Mi idea es irme a casa, puesto que ando cansado,
pero también siento desde hace unos segundos mucha hambre, un hambre que es más
fuerte que mi voluntad de regresar a casa. El fumar poco me causa repentinos
ataques de hambre.
Alrededor tengo varias alternativas pero
los restaurantes están llenos, cosa que no me sorprende debido a la inclinación
autodestructiva del peruano. Pese a que Chile nos sigue dando una paliza,
seguimos mirando el partido, quizá guardando la esperanza del milagro peruano,
el gol de honor, la diferencia de uno solo, el empate y la hazaña de voltear el
partido.
Pregunto: ¿qué debemos tener en la
cabeza, en el ánimo, en la inteligencia emocional, para abrigar la esperanza de
que le íbamos a ganar a Chile? Pero así somos, somos apegados a las causas
perdidas. Nos olvidamos pues de nuestro campeonato mediocre, de la limitación
de nuestros futbolistas, de la ineficacia de nuestra dirigencia. Ni hablemos de
los vendedores de humo de la prensa deportiva local.

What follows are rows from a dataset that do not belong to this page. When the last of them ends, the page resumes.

//! Minimal coverage (hitting sets) over families of candidate
//! synchronization sets.

use std::cmp::Reverse;
use std::collections::{BTreeSet, BinaryHeap, HashSet};
use std::hash::Hash;

/// A cost-minimum hitting set of `family`, found by best-first
/// branch-and-bound keyed by `(cost, set)` in lexicographic order.
///
/// Expansion picks the first uncovered member and branches on each of
/// its elements; the first fully-covering candidate popped is optimal.
/// `None` when the family contains an empty (uncoverable) member.
pub fn min_coverage<T>(family: &[BTreeSet<T>], cost: &dyn Fn(&T) -> u64) -> Option<BTreeSet<T>>
where
    T: Ord + Clone + Hash,
{
    if family.iter().any(|set| set.is_empty()) {
        return None;
    }
    let mut heap: BinaryHeap<Reverse<(u64, Vec<T>)>> = BinaryHeap::new();
    let mut seen: HashSet<Vec<T>> = HashSet::new();
    heap.push(Reverse((0, Vec::new())));
    while let Some(Reverse((total, elems))) = heap.pop() {
        let chosen: BTreeSet<T> = elems.iter().cloned().collect();
        match family.iter().find(|set| set.is_disjoint(&chosen)) {
            None => return Some(chosen),
            Some(uncovered) => {
                for s in uncovered {
                    let mut next: Vec<T> = elems.clone();
                    next.push(s.clone());
                    next.sort();
                    next.dedup();
                    if seen.insert(next.clone()) {
                        heap.push(Reverse((total + cost(s), next)));
                    }
                }
            }
        }
    }
    None
}

/// All subset-minimal hitting sets of `family`. The empty family is hit
/// by the empty set alone.
pub fn min_coverage_all<T>(family: &[BTreeSet<T>]) -> Vec<BTreeSet<T>>
where
    T: Ord + Clone,
{
    if family.iter().any(|set| set.is_empty()) {
        return Vec::new();
    }
    let mut solutions: Vec<BTreeSet<T>> = Vec::new();
    let mut current: BTreeSet<T> = BTreeSet::new();
    fn rec<T: Ord + Clone>(
        family: &[BTreeSet<T>],
        current: &mut BTreeSet<T>,
        solutions: &mut Vec<BTreeSet<T>>,
    ) {
        // Prune any branch already covering a known solution.
        if solutions.iter().any(|s| s.is_subset(current)) {
            return;
        }
        match family.iter().find(|set| set.is_disjoint(current)) {
            None => solutions.push(current.clone()),
            Some(uncovered) => {
                for s in uncovered.clone() {
                    current.insert(s.clone());
                    rec(family, current, solutions);
                    current.remove(&s);
                }
            }
        }
    }
    rec(family, &mut current, &mut solutions);
    // The pruning is order-sensitive; sweep out any leftover supersets.
    let minimal: Vec<BTreeSet<T>> = solutions
        .iter()
        .filter(|s| {
            !solutions
                .iter()
                .any(|other| other != *s && other.is_subset(s))
        })
        .cloned()
        .collect();
    let mut deduped = Vec::new();
    for s in minimal {
        if !deduped.contains(&s) {
            deduped.push(s);
        }
    }
    deduped
}

#[cfg(test)]
mod tests {
    use super::*;

    fn family(sets: &[&[&'static str]]) -> Vec<BTreeSet<&'static str>> {
        sets.iter().map(|s| s.iter().copied().collect()).collect()
    }

    #[test]
    fn unit_cost_triangle() {
        let fam = family(&[&["a", "b"], &["b", "c"], &["a", "c"]]);
        let cover = min_coverage(&fam, &|_| 1).unwrap();
        assert_eq!(cover.len(), 2, "a two-element cover exists: {cover:?}");
        assert!(fam.iter().all(|set| !set.is_disjoint(&cover)));
    }

    #[test]
    fn weighted_triangle_prefers_cheap_elements() {
        let fam = family(&[&["a", "b"], &["b", "c"], &["a", "c"]]);
        let cost = |s: &&str| if *s == "a" { 3 } else { 1 };
        let cover = min_coverage(&fam, &cost).unwrap();
        assert_eq!(cover, ["b", "c"].into_iter().collect());
    }

    #[test]
    fn empty_family_is_covered_by_nothing() {
        let fam: Vec<BTreeSet<&str>> = Vec::new();
        assert_eq!(min_coverage(&fam, &|_| 1).unwrap(), BTreeSet::new());
        assert_eq!(min_coverage_all(&fam), vec![BTreeSet::new()]);
    }

    #[test]
    fn uncoverable_family() {
        let fam = family(&[&["a"], &[]]);
        assert!(min_coverage(&fam, &|_| 1).is_none());
        assert!(min_coverage_all(&fam).is_empty());
    }

    #[test]
    fn all_minimal_covers_of_triangle() {
        let fam = family(&[&["a", "b"], &["b", "c"], &["a", "c"]]);
        let all = min_coverage_all(&fam);
        assert_eq!(all.len(), 3);
        for cover in &all {
            assert_eq!(cover.len(), 2);
            assert!(fam.iter().all(|set| !set.is_disjoint(cover)));
        }
    }

    #[test]
    fn first_cover_popped_is_cost_optimal() {
        // A cheap singleton hits everything; expensive alternatives are
        // never preferred.
        let fam = family(&[&["x", "a"], &["x", "b"], &["x", "c"]]);
        let cost = |s: &&str| if *s == "x" { 2 } else { 1 };
        let cover = min_coverage(&fam, &cost).unwrap();
        assert_eq!(cover, ["x"].into_iter().collect());
    }
}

Si iba a comer, quería hacerlo
tranquilo. Leyendo una de las cuatro revistas que acababa de comprarme. Faltaba
poco para que el partido acabara. Entonces regresé a Selecta, en donde había
dejado a Quiñones a cargo de la librería.
Converso un toque con él. Vi la hora y
ya había pasado más de veinte minutos y esta vez sí fui a buscar donde comer algo
y leer. Había estado pensando en varias opciones, pero de estas se hacía más fuerte
la ir a la sanguchería El Chinito.
Para llegar a la sanguchería hay que
bajar por la calle Zepita. En el trayecto me topo con ese lado de la ciudad que
más de uno quisiera conocer, pero que contados se atreven a hacerlo.
Llego a El Chinito.
Pido un pan con chicharrón, más una taza
de café. Para mi buena suerte, porque hay que tener suerte para encontrar una
mesa, mi mesa me da una vista privilegiada de la calle. Ante mis ojos, mientras
espero que me traigan el pedido, observo a las putas y tracas que están siendo
rodeados por hormonales efectivos del serenazgo, lo hacen con el refuerzo de la
caballería motorizada.
Me es imposible, mientras doy cuenta del
primer bocado, no pensar en la película El
planeta de los simios, en aquella escena en la que Charlton Heston y los
demás humanos son perseguidos por simios a caballo. Me acuerdo de la escena
mientras los serenos rodeaban en moto a las putas y tracas.
Más allá del drama que viven estas
mujeres y protomujeres, me es difícil no estar de su parte, porque a fin de
cuentas no le hacen mal a nadie, y si significan un problema, pues son un
problema menor, muy alejado de los problemas mayores que agobian a la ciudad,
problemas mayores que sí necesitan de esos serenos en moto.
Doy cuenta del último bocado y disfruto
de lo que queda de la taza del café.
Pido otro café y sobre la mesa despejada
leo la revista, una de las que compré, específicamente una nota que habla sobre
la ruta del contrabando de cigarrillos en América Latina.